→ **To do**
Check each line of the entries below for the word "exact", and copy out the ones that have it.
BEGIN Available records
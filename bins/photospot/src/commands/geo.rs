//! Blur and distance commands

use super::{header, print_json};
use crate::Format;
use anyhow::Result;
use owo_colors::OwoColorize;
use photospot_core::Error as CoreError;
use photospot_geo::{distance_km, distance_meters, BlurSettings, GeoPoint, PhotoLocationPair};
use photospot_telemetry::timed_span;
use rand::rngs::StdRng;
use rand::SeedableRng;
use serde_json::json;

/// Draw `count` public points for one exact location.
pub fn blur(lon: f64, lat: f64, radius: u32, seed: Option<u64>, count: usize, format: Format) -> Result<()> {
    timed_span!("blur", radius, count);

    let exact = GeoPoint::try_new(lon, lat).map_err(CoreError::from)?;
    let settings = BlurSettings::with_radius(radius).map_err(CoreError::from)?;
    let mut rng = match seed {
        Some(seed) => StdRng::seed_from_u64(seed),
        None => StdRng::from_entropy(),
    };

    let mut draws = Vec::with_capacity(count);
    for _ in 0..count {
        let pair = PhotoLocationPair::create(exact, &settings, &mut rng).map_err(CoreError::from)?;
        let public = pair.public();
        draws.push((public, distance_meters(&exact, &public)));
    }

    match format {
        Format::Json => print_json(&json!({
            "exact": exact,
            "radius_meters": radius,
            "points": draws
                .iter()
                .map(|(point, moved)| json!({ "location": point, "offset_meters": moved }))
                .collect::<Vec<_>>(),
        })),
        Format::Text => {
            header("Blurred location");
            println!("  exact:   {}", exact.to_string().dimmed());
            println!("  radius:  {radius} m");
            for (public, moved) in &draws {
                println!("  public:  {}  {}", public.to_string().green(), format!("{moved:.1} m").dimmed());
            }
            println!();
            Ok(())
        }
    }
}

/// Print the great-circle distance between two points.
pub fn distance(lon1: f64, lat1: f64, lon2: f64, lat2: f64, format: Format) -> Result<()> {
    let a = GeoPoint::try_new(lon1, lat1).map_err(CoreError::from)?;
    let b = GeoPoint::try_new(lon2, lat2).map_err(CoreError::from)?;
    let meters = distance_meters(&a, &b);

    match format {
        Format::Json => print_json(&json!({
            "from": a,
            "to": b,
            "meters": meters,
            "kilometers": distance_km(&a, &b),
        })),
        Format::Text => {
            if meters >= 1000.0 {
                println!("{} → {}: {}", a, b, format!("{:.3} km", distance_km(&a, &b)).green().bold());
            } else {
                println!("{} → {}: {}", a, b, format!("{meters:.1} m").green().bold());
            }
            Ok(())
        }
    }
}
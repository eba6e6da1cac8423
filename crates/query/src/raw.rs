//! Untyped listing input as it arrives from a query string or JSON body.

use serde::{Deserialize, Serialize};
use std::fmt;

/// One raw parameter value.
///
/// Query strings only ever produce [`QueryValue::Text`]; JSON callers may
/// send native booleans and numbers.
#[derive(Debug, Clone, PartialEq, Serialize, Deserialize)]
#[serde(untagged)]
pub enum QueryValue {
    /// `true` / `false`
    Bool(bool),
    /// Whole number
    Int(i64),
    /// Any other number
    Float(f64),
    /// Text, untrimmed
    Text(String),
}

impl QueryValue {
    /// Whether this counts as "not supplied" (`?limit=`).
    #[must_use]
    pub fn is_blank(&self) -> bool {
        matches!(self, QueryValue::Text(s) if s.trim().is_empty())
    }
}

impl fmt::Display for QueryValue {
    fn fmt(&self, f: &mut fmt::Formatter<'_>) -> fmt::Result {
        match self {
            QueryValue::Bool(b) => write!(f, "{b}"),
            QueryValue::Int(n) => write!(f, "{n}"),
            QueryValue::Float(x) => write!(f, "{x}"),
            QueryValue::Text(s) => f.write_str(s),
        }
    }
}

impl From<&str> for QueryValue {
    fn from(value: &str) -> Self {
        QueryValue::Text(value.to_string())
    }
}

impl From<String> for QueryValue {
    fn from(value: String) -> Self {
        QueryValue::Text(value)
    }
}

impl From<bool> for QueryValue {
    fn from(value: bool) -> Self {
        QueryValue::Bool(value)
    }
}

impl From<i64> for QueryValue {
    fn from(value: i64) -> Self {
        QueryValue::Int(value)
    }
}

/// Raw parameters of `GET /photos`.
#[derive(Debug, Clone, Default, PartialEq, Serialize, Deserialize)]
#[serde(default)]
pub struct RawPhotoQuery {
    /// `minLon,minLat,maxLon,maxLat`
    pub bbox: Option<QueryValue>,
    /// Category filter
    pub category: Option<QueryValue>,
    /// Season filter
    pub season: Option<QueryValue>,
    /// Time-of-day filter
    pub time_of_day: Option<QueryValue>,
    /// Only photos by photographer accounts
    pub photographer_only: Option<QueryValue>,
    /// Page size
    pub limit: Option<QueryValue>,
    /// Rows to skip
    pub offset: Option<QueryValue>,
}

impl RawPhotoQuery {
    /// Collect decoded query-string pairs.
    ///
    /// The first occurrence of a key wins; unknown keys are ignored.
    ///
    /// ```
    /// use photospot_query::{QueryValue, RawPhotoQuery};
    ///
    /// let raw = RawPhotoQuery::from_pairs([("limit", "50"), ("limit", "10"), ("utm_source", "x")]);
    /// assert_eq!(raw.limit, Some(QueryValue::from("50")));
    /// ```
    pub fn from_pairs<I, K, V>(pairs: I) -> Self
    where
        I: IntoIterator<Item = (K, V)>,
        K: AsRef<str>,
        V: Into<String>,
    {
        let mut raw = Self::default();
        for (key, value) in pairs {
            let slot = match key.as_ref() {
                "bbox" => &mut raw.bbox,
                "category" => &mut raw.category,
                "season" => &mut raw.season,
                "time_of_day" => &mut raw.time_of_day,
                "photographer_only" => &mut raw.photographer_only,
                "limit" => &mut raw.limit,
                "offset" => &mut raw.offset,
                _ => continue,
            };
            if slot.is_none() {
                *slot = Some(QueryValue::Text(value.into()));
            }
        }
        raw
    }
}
END Available records
→ **Problem solution**
/// Draw `count` public points for one exact location.
    let exact = GeoPoint::try_new(lon, lat).map_err(CoreError::from)?;
        let pair = PhotoLocationPair::create(exact, &settings, &mut rng).map_err(CoreError::from)?;
        draws.push((public, distance_meters(&exact, &public)));
            "exact": exact,
            println!("  exact:   {}", exact.to_string().dimmed());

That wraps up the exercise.